According to the United States Census Bureau, the town has a total area of 0.4 sqmi, all of it land.

==Demographics==

As of the census of 2000, there were 244 people, 108 households, and 72 families residing in the town. The population density was 683.5 PD/sqmi. There were 124 housing units at an average density of 347.3 /sqmi. The racial makeup of the town was 76.23% White and 23.77% African American. Hispanic or Latino of any race were 3.69% of the population.

There were 108 households, out of which 21.3% had children under the age of 18 living with them, 50.9% were married couples living together, 12.0% had a female householder with no husband present, and 33.3% were non-families. 32.4% of all households were made up of individuals, and 18.5% had someone living alone who was 65 years of age or older. The average household size was 2.24 and the average family size was 2.79.

In the town, the population was spread out, with 19.3% under the age of 18, 7.0% from 18 to 24, 23.4% from 25 to 44, 26.2% from 45 to 64, and 24.2% who were 65 years of age or older. The median age was 45 years. For every 100 females, there were 95.2 males. For every 100 females age 18 and over, there were 80.7 males.
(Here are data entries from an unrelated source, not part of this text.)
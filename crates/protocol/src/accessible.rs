//! The accessible node value type and its wire subdocument.
//!
//! An [`Accessible`] is a plain value: constructing one never talks to a
//! device. Lazy traversal lives in the runtime crate, where nodes are bound
//! to the device handle that produced them.

use std::collections::BTreeMap;

use serde::Serialize;

use crate::error::{ProtocolError, Result};
use crate::path::NodePath;
use crate::xmlwire::Elem;

/// A relation from one accessible node to a set of target nodes.
#[derive(Debug, Clone, Default, PartialEq, Serialize)]
pub struct Relation {
    /// Relation kind, e.g. `labelled-by`.
    pub kind: String,
    /// Paths of the target nodes.
    pub targets: Vec<NodePath>,
}

/// Snapshot of one node of a device accessibility tree.
///
/// Every attribute is optional: a device answers only what the request's
/// `include` list asked for. `children` is populated only up to the request's
/// `depth`; `child_count` is reported independently so callers can traverse
/// lazily.
#[derive(Debug, Clone, Default, PartialEq, Serialize)]
pub struct Accessible {
    pub path: NodePath,
    pub name: Option<String>,
    pub description: Option<String>,
    pub role: Option<String>,
    /// On-screen position (x, y).
    pub position: Option<(i32, i32)>,
    /// On-screen size (width, height).
    pub size: Option<(u32, u32)>,
    pub text: Option<String>,
    /// Whether the text is editable; only meaningful alongside `text`.
    pub editable: Option<bool>,
    pub value: Option<f64>,
    pub actions: Vec<String>,
    pub relations: Vec<Relation>,
    pub states: Vec<String>,
    pub attributes: BTreeMap<String, String>,
    pub child_count: Option<usize>,
    pub children: Vec<Accessible>,
}

impl Accessible {
    pub fn new(path: NodePath) -> Self {
        Self {
            path,
            ..Self::default()
        }
    }

    /// Encodes the node as its wire subdocument.
    pub fn to_elem(&self) -> Elem {
        let mut elem = Elem::new("accessible");
        elem.push(Elem::with_text("path", self.path.to_string()));
        if let Some(name) = &self.name {
            elem.push(Elem::with_text("name", name));
        }
        if let Some(description) = &self.description {
            elem.push(Elem::with_text("description", description));
        }
        if let Some(role) = &self.role {
            elem.push(Elem::with_text("role", role));
        }
        if let Some((x, y)) = self.position {
            let mut position = Elem::new("position");
            position.set_attr("x", x.to_string());
            position.set_attr("y", y.to_string());
            elem.push(position);
        }
        if let Some((width, height)) = self.size {
            let mut size = Elem::new("size");
            size.set_attr("width", width.to_string());
            size.set_attr("height", height.to_string());
            elem.push(size);
        }
        if let Some(text) = &self.text {
            let mut node = Elem::with_text("text", text);
            if let Some(editable) = self.editable {
                node.set_attr("editable", if editable { "true" } else { "false" });
            }
            elem.push(node);
        }
        if let Some(value) = self.value {
            elem.push(Elem::with_text("value", value.to_string()));
        }
        if !self.actions.is_empty() {
            let mut actions = Elem::new("actions");
            for action in &self.actions {
                actions.push(Elem::with_text("action", action));
            }
            elem.push(actions);
        }
        if !self.relations.is_empty() {
            let mut relations = Elem::new("relations");
            for relation in &self.relations {
                let mut node = Elem::new("relation");
                node.set_attr("type", &relation.kind);
                for target in &relation.targets {
                    node.push(Elem::with_text("target", target.to_string()));
                }
                relations.push(node);
            }
            elem.push(relations);
        }
        if !self.states.is_empty() {
            let mut states = Elem::new("states");
            for state in &self.states {
                states.push(Elem::with_text("state", state));
            }
            elem.push(states);
        }
        if !self.attributes.is_empty() {
            let mut attributes = Elem::new("attributes");
            for (key, value) in &self.attributes {
                let mut node = Elem::with_text("attr", value);
                node.set_attr("name", key);
                attributes.push(node);
            }
            elem.push(attributes);
        }
        if let Some(count) = self.child_count {
            elem.push(Elem::with_text("count", count.to_string()));
        }
        if !self.children.is_empty() {
            let mut children = Elem::new("children");
            for child in &self.children {
                children.push(child.to_elem());
            }
            elem.push(children);
        }
        elem
    }

    /// Decodes the node from its wire subdocument. Unknown children are
    /// ignored for forward compatibility.
    pub fn from_elem(elem: &Elem) -> Result<Self> {
        let path: NodePath = elem
            .child("path")
            .ok_or_else(|| ProtocolError::MissingField("accessible.path".into()))?
            .text
            .parse()?;
        let mut node = Accessible::new(path);

        node.name = elem.child("name").map(|c| c.text.clone());
        node.description = elem.child("description").map(|c| c.text.clone());
        node.role = elem.child("role").map(|c| c.text.clone());
        if let Some(position) = elem.child("position") {
            node.position = Some((
                parse_attr_int(position, "x")?,
                parse_attr_int(position, "y")?,
            ));
        }
        if let Some(size) = elem.child("size") {
            node.size = Some((
                parse_attr_int(size, "width")?,
                parse_attr_int(size, "height")?,
            ));
        }
        if let Some(text) = elem.child("text") {
            node.text = Some(text.text.clone());
            node.editable = match text.attr("editable") {
                Some(v) if v.eq_ignore_ascii_case("true") => Some(true),
                Some(v) if v.eq_ignore_ascii_case("false") => Some(false),
                Some(v) => {
                    return Err(ProtocolError::BadBool {
                        name: "editable".into(),
                        text: v.to_string(),
                    });
                }
                None => None,
            };
        }
        if let Some(value) = elem.child("value") {
            node.value = Some(value.text.trim().parse().map_err(|_| {
                ProtocolError::BadFloat {
                    name: "value".into(),
                    text: value.text.clone(),
                }
            })?);
        }
        if let Some(actions) = elem.child("actions") {
            node.actions = actions
                .children_named("action")
                .map(|a| a.text.clone())
                .collect();
        }
        if let Some(relations) = elem.child("relations") {
            for rel in relations.children_named("relation") {
                let mut targets = Vec::new();
                for target in rel.children_named("target") {
                    targets.push(target.text.parse()?);
                }
                node.relations.push(Relation {
                    kind: rel.attr("type").unwrap_or_default().to_string(),
                    targets,
                });
            }
        }
        if let Some(states) = elem.child("states") {
            node.states = states
                .children_named("state")
                .map(|s| s.text.clone())
                .collect();
        }
        if let Some(attributes) = elem.child("attributes") {
            for attr in attributes.children_named("attr") {
                node.attributes.insert(
                    attr.attr("name").unwrap_or_default().to_string(),
                    attr.text.clone(),
                );
            }
        }
        if let Some(count) = elem.child("count") {
            node.child_count =
                Some(
                    count
                        .text
                        .trim()
                        .parse()
                        .map_err(|_| ProtocolError::BadInt {
                            name: "count".into(),
                            text: count.text.clone(),
                        })?,
                );
        }
        if let Some(children) = elem.child("children") {
            for child in children.children_named("accessible") {
                node.children.push(Accessible::from_elem(child)?);
            }
        }
        Ok(node)
    }
}

fn parse_attr_int<T: std::str::FromStr>(elem: &Elem, name: &str) -> Result<T> {
    let text = elem
        .attr(name)
        .ok_or_else(|| ProtocolError::MissingField(format!("{}.{}", elem.name, name)))?;
    text.trim().parse().map_err(|_| ProtocolError::BadInt {
        name: name.to_string(),
        text: text.to_string(),
    })
}
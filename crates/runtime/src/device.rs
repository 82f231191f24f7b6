//! The synchronous device facade.
//!
//! Test code drives devices through this trait and never sees ids, frames or
//! the mailbox. Every operation sends one request and blocks on its response;
//! the `push_request`/`pull_response` pair exposes the raw split for callers
//! that want to overlap requests.

use std::collections::BTreeMap;
use std::time::Duration;

use async_trait::async_trait;
use serde::Serialize;

use dtx_protocol::{Accessible, Message, NodePath, SearchMethod, Value};

use crate::error::Result;
use crate::info::DeviceInfo;

/// Captured output of a remote command execution.
#[derive(Debug, Clone, Default, PartialEq, Eq, Serialize)]
pub struct ExecOutput {
    pub stdout: String,
    pub stderr: String,
}

/// One device under automation.
#[async_trait]
pub trait Device: Send + Sync {
    /// Stable name this device is addressed by in task targets and results.
    fn name(&self) -> &str;

    /// Self-description announced by the agent.
    fn info(&self) -> DeviceInfo;

    fn connected(&self) -> bool;

    async fn disconnect(&self);

    /// Fetches the accessibility node at `path`, with descendants to `depth`
    /// levels and the named attributes filled in. `None` when the path does
    /// not resolve on the device.
    async fn get_accessible(
        &self,
        path: &NodePath,
        depth: i64,
        include: &[String],
    ) -> Result<Option<Accessible>>;

    /// Searches under `path` for the first node matching every predicate.
    async fn search_accessible(
        &self,
        path: &NodePath,
        method: SearchMethod,
        predicates: &BTreeMap<String, String>,
    ) -> Result<Option<Accessible>>;

    async fn set_text(&self, path: &NodePath, text: &str) -> Result<bool>;

    async fn set_value(&self, path: &NodePath, value: f64) -> Result<bool>;

    async fn exec_action(&self, path: &NodePath, action: &str) -> Result<bool>;

    async fn keyboard(&self, path: &NodePath, keycode: i64, modifiers: &[i64]) -> Result<bool>;

    async fn mouse(
        &self,
        path: &NodePath,
        button: &str,
        event: &str,
        x: i64,
        y: i64,
    ) -> Result<bool>;

    /// Reads a file from the device; `None` when it does not exist.
    async fn get_file(&self, path: &str) -> Result<Option<String>>;

    async fn put_file(&self, path: &str, data: &str) -> Result<bool>;

    /// Runs a command on the device. With `wait` the captured output comes
    /// back; without it the device acknowledges and `None` is returned.
    async fn system_exec(&self, command: &str, wait: bool) -> Result<Option<ExecOutput>>;

    /// Calls a protocol extension by name and returns the raw response.
    async fn extension(&self, name: &str, params: BTreeMap<String, Value>) -> Result<Message>;

    /// Sends a request without waiting; returns the id to pull on.
    async fn push_request(&self, msg: Message) -> Result<i64>;

    /// Waits for the response to a previously pushed request.
    async fn pull_response(&self, id: i64, timeout: Option<Duration>) -> Result<Message>;
}
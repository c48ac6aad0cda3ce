//! Errors surfaced by the solver entry points.

use std::fmt;

/// Fatal errors of a search run. No partial result accompanies any of them.
#[derive(Clone, Debug, PartialEq, Eq)]
pub enum SolveError {
    /// A parallel run was requested with zero workers.
    InvalidWorkerCount,
    /// The worker pool could not be created.
    ThreadPool(String),
}

impl fmt::Display for SolveError {
    fn fmt(&self, f: &mut fmt::Formatter<'_>) -> fmt::Result {
        match self {
            SolveError::InvalidWorkerCount => write!(f, "worker count must be at least 1"),
            SolveError::ThreadPool(msg) => write!(f, "failed to start worker pool: {msg}"),
        }
    }
}

impl std::error::Error for SolveError {}
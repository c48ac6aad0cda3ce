//! # N-Queens Profit Search
//!
//! Exhaustive backtracking over N-Queens placements that counts every valid
//! placement and keeps the one maximizing the profit
//! \(\sum_i |i - \text{row}_i|\).
//!
//! This crate provides:
//! - A flat row-per-column [`board::Board`] with an O(column) safety check.
//! - A sequential backtracking engine ([`search`]) that reuses one board buffer
//!   for the whole recursion.
//! - A parallel driver ([`parallel`]) that splits the first column's rows across
//!   a fixed worker pool by stride and merges per-worker results once.
//!
//! ## Quick Start
//!
//! ```
//! use nqueens::search::solve;
//!
//! let outcome = solve(8);
//! assert_eq!(outcome.solutions, 92);
//! assert!(outcome.board().unwrap().is_valid_solution());
//! ```
//!
//! ## Parallel Search
//!
//! ```
//! use nqueens::parallel::{solve_parallel, MergeStrategy, ParallelConfig};
//!
//! let cfg = ParallelConfig::default()
//!     .with_workers(3)
//!     .with_merge(MergeStrategy::Shared);
//! let run = solve_parallel(6, &cfg).expect("pool should start");
//! assert_eq!(run.outcome.solutions, 4);
//! assert_eq!(run.worker_summaries.len(), 3);
//! ```
//!
//! ## Validating Outcomes
//!
//! ```
//! use nqueens::search::solve;
//! use nqueens::validate::validate_outcome;
//!
//! validate_outcome(&solve(7)).expect("engine agrees with the reference table");
//! ```
//!
//! ## Modules
//!
//! - [`board`]: Board representation, profit and rendering.
//! - [`search`]: Sequential backtracking engine and result types.
//! - [`incumbent`]: Mutex-guarded best placement with a lock-free profit hint.
//! - [`parallel`]: Stride decomposition over a rayon pool.
//! - [`validate`]: Reference counts and a brute-force permutation oracle.
//!
//! ## Performance Notes
//!
//! - The safety check scans only the placed prefix, so the cost per node is
//!   O(column); total work is dominated by the branching factor.
//! - Boards are never shared between workers; the only synchronization is one
//!   merge per worker and the final join.

#![forbid(unsafe_code)]
#![warn(missing_docs)]
#![warn(clippy::all)]
#![warn(clippy::pedantic)]
#![allow(clippy::must_use_candidate)]
#![allow(clippy::module_name_repetitions)]
#![allow(clippy::cast_possible_truncation)]
#![allow(clippy::inline_always)] // Intentional for hot-path code
#![allow(clippy::doc_markdown)] // LaTeX-style notation in docs

pub mod board;
pub mod error;
pub mod incumbent;
pub mod parallel;
pub mod search;
pub mod validate;

/// Re-export commonly used types for convenience.
pub mod prelude {
    pub use crate::board::{Board, BoardError};
    pub use crate::error::SolveError;
    pub use crate::incumbent::SharedBest;
    pub use crate::parallel::{solve_parallel, MergeStrategy, ParallelConfig, ParallelOutcome};
    pub use crate::search::{solve, BestPlacement, SearchOutcome};
    pub use crate::validate::{validate_outcome, KNOWN_SOLUTION_COUNTS};
}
The median income for a household in the town was $29,545, and the median income for a family was $36,250. Males had a median income of $26,500 versus $31,875 for females. The per capita income for the town was $14,396. About 9.1% of families and 11.6% of the population were below the poverty line, including 10.8% of those under the age of eighteen and 13.0% of those 65 or over.

Historical population
| Census | Pop. | Note | %± |
| 1900 | 123 |  | — |
| 1910 | 162 |  | 31.7% |
| 1920 | 187 |  | 15.4% |
| 1930 | 198 |  | 5.9% |
| 1940 | 194 |  | −2.0% |
| 1950 | 192 |  | −1.0% |
| 1960 | 246 |  | 28.1% |
| 1970 | 263 |  | 6.9% |
| 1980 | 303 |  | 15.2% |
| 1990 | 282 |  | −6.9% |
| 2000 | 244 |  | −13.5% |
| 2010 | 197 |  | −19.3% |
| 2020 | 214 |  | 8.6% |
U.S. Decennial Census

==Education==
Education in Eureka is administered by the Wayne County Public Schools system with children attending schools in nearby townships. Higher education is offered through Wayne Community College in Goldsboro.

==Transportation==

===Passenger===
- Air: Eureka is served through nearby Kinston Regional Jetport with service to Orlando, Florida. Raleigh-Durham International Airport is the closest major airport with service to more than 45 domestic and international destinations. Goldsboro-Wayne Municipal Airport is an airport located nearby, but is only used for general aviation.
- Eureka is not served directly by passenger trains. The closest Amtrak station is located in Wilson.
- Bus: The area is served by Greyhound with a location in nearby Goldsboro.

===Roads===
- The main highways in Eureka are NC 111 and NC 222.
- Interstate Highway: I-795 is the closest Interstate to Eureka, which is located 6.5 miles west in Fremont.